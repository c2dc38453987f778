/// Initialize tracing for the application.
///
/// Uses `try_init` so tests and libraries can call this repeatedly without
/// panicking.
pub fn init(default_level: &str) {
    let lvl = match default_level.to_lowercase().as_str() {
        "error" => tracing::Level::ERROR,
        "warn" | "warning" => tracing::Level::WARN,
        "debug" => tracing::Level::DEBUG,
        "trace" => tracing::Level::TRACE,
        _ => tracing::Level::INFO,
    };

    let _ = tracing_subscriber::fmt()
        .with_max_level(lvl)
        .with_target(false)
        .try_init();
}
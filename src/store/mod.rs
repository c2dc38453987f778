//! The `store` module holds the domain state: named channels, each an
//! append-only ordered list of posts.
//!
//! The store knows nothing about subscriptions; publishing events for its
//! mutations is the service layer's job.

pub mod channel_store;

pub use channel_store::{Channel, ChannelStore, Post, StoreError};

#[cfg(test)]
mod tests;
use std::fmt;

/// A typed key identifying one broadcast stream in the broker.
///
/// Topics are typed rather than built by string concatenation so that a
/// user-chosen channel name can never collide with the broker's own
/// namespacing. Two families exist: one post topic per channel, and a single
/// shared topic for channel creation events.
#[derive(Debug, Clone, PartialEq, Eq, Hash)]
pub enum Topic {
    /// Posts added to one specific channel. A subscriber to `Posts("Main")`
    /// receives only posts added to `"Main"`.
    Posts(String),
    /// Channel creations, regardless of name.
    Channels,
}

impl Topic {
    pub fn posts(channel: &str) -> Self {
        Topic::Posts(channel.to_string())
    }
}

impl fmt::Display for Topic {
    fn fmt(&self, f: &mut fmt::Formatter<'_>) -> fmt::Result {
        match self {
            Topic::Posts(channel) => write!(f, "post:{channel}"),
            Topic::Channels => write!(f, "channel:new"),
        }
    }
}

What you need to do:
For this exercise, the answer is the lines from the one containing "pub enum Topic" through the end of the listing above, reproduced exactly.

Task solution:
pub enum Topic {
    /// Posts added to one specific channel. A subscriber to `Posts("Main")`
    /// receives only posts added to `"Main"`.
    Posts(String),
    /// Channel creations, regardless of name.
    Channels,
}

impl Topic {
    pub fn posts(channel: &str) -> Self {
        Topic::Posts(channel.to_string())
    }
}

impl fmt::Display for Topic {
    fn fmt(&self, f: &mut fmt::Formatter<'_>) -> fmt::Result {
        match self {
            Topic::Posts(channel) => write!(f, "post:{channel}"),
            Topic::Channels => write!(f, "channel:new"),
        }
    }
}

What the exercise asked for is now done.